Simply put, added sugar is any sugar that is not naturally found in the food itself. Foods high in added sugar include candy, baked goods, soda, cake, cookies, juice, granola bars, and more.
Added and refined sugars can also increase inflammation and your overall risk of heart disease (5).
Researchers suspect that eating too much added sugar increases the liver’s production of fat which then increases triglyceride and LDL cholesterol production (3).
This negative effect on the liver is magnified when eating foods high in fructose (like soda and foods with high-fructose corn syrup).
Here’s the good news!
Reducing added sugar in the diet can lower cholesterol levels regardless of weight change. This means that you can still see positive benefits in your cholesterol numbers even if you don’t lose weight!
Sugar molecules are the building blocks of carbohydrates.
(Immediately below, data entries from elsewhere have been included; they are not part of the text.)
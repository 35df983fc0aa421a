// THEORY:
// The `DisjointSet` is the leaf of the clustering stack. It knows nothing about
// points, colors or zoom; it only tracks which indices in `0..n` have been
// declared connected, and answers "which group does index `i` belong to?".
//
// Key architectural principles:
// 1.  **Index Space, Not Object Graph**: `parent` is a flat array of indices into
//     whatever slice the caller is grouping for this pass. No references survive
//     the pass, so entities can be freely rebuilt between passes.
// 2.  **Path Compression**: `find` rewrites every visited parent pointer to the
//     root on the way back up, flattening the tree for later lookups.
// 3.  **Naive Union**: `union` always hangs the second root under the first. There
//     is no rank or size heuristic; interactive point counts keep trees shallow
//     enough and compression repairs the rest.

/// Union-find over the index space `0..n`.
#[derive(Debug, Clone)]
pub struct DisjointSet {
    parent: Vec<usize>,
}

impl DisjointSet {
    /// Creates `n` singleton sets, each index its own root.
    pub fn new(n: usize) -> Self {
        Self {
            parent: (0..n).collect(),
        }
    }

    /// Returns the root of `i`, compressing the path behind it.
    pub fn find(&mut self, i: usize) -> usize {
        if self.parent[i] != i {
            self.parent[i] = self.find(self.parent[i]);
        }
        self.parent[i]
    }

    /// Merges the sets holding `i` and `j`. The root of `j` is attached under the root of `i`.
    pub fn union(&mut self, i: usize, j: usize) {
        let root_i = self.find(i);
        let root_j = self.find(j);
        if root_i != root_j {
            self.parent[root_j] = root_i;
        }
    }

    pub fn len(&self) -> usize {
        self.parent.len()
    }

    pub fn is_empty(&self) -> bool {
        self.parent.is_empty()
    }

    /// Collects the member indices of every set. Groups are ordered by their
    /// lowest member, and members within a group are ascending.
    pub fn groups(&mut self) -> Vec<Vec<usize>> {
        let n = self.parent.len();
        // Maps a root to its position in `groups`.
        let mut slot_of_root: Vec<Option<usize>> = vec![None; n];
        let mut groups: Vec<Vec<usize>> = Vec::new();

        for i in 0..n {
            let root = self.find(i);
            match slot_of_root[root] {
                Some(slot) => groups[slot].push(i),
                None => {
                    slot_of_root[root] = Some(groups.len());
                    groups.push(vec![i]);
                }
            }
        }

        groups
    }
}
So, does that mean that you should avoid all carbohydrates to lower your cholesterol?
There are two types of carbohydrates: simple and complex.
Simple carbohydrates are quickly absorbed and cause a sharp rise in blood sugar. Foods high in simple sugars usually contain ADDED sugar as well, like candy, soda, and baked goods. Other simple carbs may include white bread, fruit juice, and breakfast cereals.
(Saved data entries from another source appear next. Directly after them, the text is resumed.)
// THEORY:
// Tunable constants for the clustering engine. Defaults reproduce the
// interactive map the engine was built for: 20-unit points, 40-unit cluster
// footprints, clustering at or below 80% zoom, and a zoom range of 50%-200% in
// 10% steps.
//
// Zoom values live on a grid of `1 / ZOOM_RESOLUTION`. A step finer than one
// grid cell would round back onto the current level and the zoom would never
// move, so `validate` rejects it.

use crate::error::{ClusterError, ClusterResult};

pub const DEFAULT_POINT_RADIUS: f64 = 20.0;
pub const DEFAULT_CLUSTER_SCREEN_RADIUS: f64 = 40.0;
pub const DEFAULT_CLUSTER_THRESHOLD: f64 = 0.8;
pub const DEFAULT_ZOOM_MIN: f64 = 0.5;
pub const DEFAULT_ZOOM_MAX: f64 = 2.0;
pub const DEFAULT_ZOOM_STEP: f64 = 0.1;
pub const DEFAULT_INITIAL_ZOOM: f64 = 1.0;
pub const DEFAULT_CANVAS_WIDTH: f64 = 1400.0;
pub const DEFAULT_CANVAS_HEIGHT: f64 = 700.0;

/// Zoom values are rounded to two decimals, so repeated `+/- 0.1` steps land
/// exactly on values like `0.8`.
pub const ZOOM_RESOLUTION: f64 = 100.0;

/// Configuration for the `ClusterEngine`.
#[derive(Debug, Clone, PartialEq)]
#[cfg_attr(feature = "serde", derive(serde::Serialize, serde::Deserialize))]
pub struct EngineConfig {
    /// Intrinsic radius given to new points, in data-space units.
    pub point_radius: f64,
    /// On-screen radius a cluster should occupy at any zoom. Its data-space
    /// radius is this divided by the zoom level.
    pub cluster_screen_radius: f64,
    /// Zoom levels at or below this value cluster; above it, everything is expanded.
    pub cluster_threshold: f64,
    pub zoom_min: f64,
    pub zoom_max: f64,
    /// Increment applied by a single zoom-in or zoom-out.
    pub zoom_step: f64,
    pub initial_zoom: f64,
    /// Data-space extent used when placing random points.
    pub canvas_width: f64,
    pub canvas_height: f64,
}

impl Default for EngineConfig {
    fn default() -> Self {
        Self {
            point_radius: DEFAULT_POINT_RADIUS,
            cluster_screen_radius: DEFAULT_CLUSTER_SCREEN_RADIUS,
            cluster_threshold: DEFAULT_CLUSTER_THRESHOLD,
            zoom_min: DEFAULT_ZOOM_MIN,
            zoom_max: DEFAULT_ZOOM_MAX,
            zoom_step: DEFAULT_ZOOM_STEP,
            initial_zoom: DEFAULT_INITIAL_ZOOM,
            canvas_width: DEFAULT_CANVAS_WIDTH,
            canvas_height: DEFAULT_CANVAS_HEIGHT,
        }
    }
}

impl EngineConfig {
    /// Defaults overlaid with any `ZC_*` environment variables, then validated.
    pub fn from_env() -> ClusterResult<Self> {
        Self::from_lookup(|name| std::env::var(name).ok())
    }

    /// Same as `from_env`, reading variables through `lookup`.
    pub fn from_lookup<F>(lookup: F) -> ClusterResult<Self>
    where
        F: Fn(&str) -> Option<String>,
    {
        let mut config = Self::default();
        let overrides: [(&str, &mut f64); 9] = [
            ("ZC_POINT_RADIUS", &mut config.point_radius),
            ("ZC_CLUSTER_RADIUS", &mut config.cluster_screen_radius),
            ("ZC_CLUSTER_THRESHOLD", &mut config.cluster_threshold),
            ("ZC_ZOOM_MIN", &mut config.zoom_min),
            ("ZC_ZOOM_MAX", &mut config.zoom_max),
            ("ZC_ZOOM_STEP", &mut config.zoom_step),
            ("ZC_INITIAL_ZOOM", &mut config.initial_zoom),
            ("ZC_CANVAS_WIDTH", &mut config.canvas_width),
            ("ZC_CANVAS_HEIGHT", &mut config.canvas_height),
        ];

        for (name, field) in overrides {
            if let Some(value) = lookup(name) {
                *field = value.trim().parse().map_err(|_| ClusterError::InvalidEnvVar {
                    name: name.to_string(),
                    value: value.clone(),
                })?;
            }
        }

        config.validate()?;
        Ok(config)
    }

    /// Rejects values that would make the radius or zoom math meaningless.
    pub fn validate(&self) -> ClusterResult<()> {
        let positive = [
            ("point_radius", self.point_radius),
            ("cluster_screen_radius", self.cluster_screen_radius),
            ("zoom_min", self.zoom_min),
            ("zoom_step", self.zoom_step),
            ("canvas_width", self.canvas_width),
            ("canvas_height", self.canvas_height),
        ];
        for (name, value) in positive {
            if !(value.is_finite() && value > 0.0) {
                return Err(ClusterError::InvalidConfig(format!(
                    "{name} must be a positive number, got {value}"
                )));
            }
        }

        if self.zoom_step < 1.0 / ZOOM_RESOLUTION {
            return Err(ClusterError::InvalidConfig(format!(
                "zoom_step {} is finer than the zoom resolution {}",
                self.zoom_step,
                1.0 / ZOOM_RESOLUTION
            )));
        }
        if !self.zoom_max.is_finite() || self.zoom_min > self.zoom_max {
            return Err(ClusterError::InvalidConfig(format!(
                "zoom range is empty: [{}, {}]",
                self.zoom_min, self.zoom_max
            )));
        }
        if !self.cluster_threshold.is_finite() {
            return Err(ClusterError::InvalidConfig(
                "cluster_threshold must be finite".to_string(),
            ));
        }
        if !(self.zoom_min..=self.zoom_max).contains(&self.initial_zoom) {
            return Err(ClusterError::InvalidConfig(format!(
                "initial_zoom {} is outside [{}, {}]",
                self.initial_zoom, self.zoom_min, self.zoom_max
            )));
        }

        Ok(())
    }
}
On the other hand, complex carbohydrates are slowly absorbed and cause a gradual increase in blood sugar. Foods that contain complex carbohydrates are high in fiber – like beans, fruit, starchy vegetables, and whole grains.
A low-carbohydrate diet, like the ketogenic diet, may effectively lower triglycerides and total cholesterol while increasing HDL (good) cholesterol (6, 7). This may be due to the significant weight loss that often comes along with these low-carb diets.
Related post: The Ketogenic Diet: A Dietitian’s Review
While I’m not against using a ketogenic diet as a medical nutrition therapy, it can be difficult to follow and may lead to nutrient deficiencies if not properly planned. It also hasn’t been studied as a long-term diet (>2 years).
Ultimately, tons of studies show that you don’t need to eliminate carbs to improve cholesterol levels. In fact, including real-food sources of complex carbohydrates, like beans and whole grains, have a very protective, cholesterol-lowering effect (8, 9, 10).
Let’s get to the good stuff! You now know that eating too many sweets and added sugar can worsen cholesterol numbers, increase inflammation, and increase your risk of heart disease.
So, what should you eat?
Ultimately, the best diet to lower cholesterol is rich in fiber and contains real, wholesome foods!
Avoid eating too much added sugar and sweets. But, also know that an occasional sweet treat can easily fit into your diet if you have a solid foundation of healthy habits and balanced meals.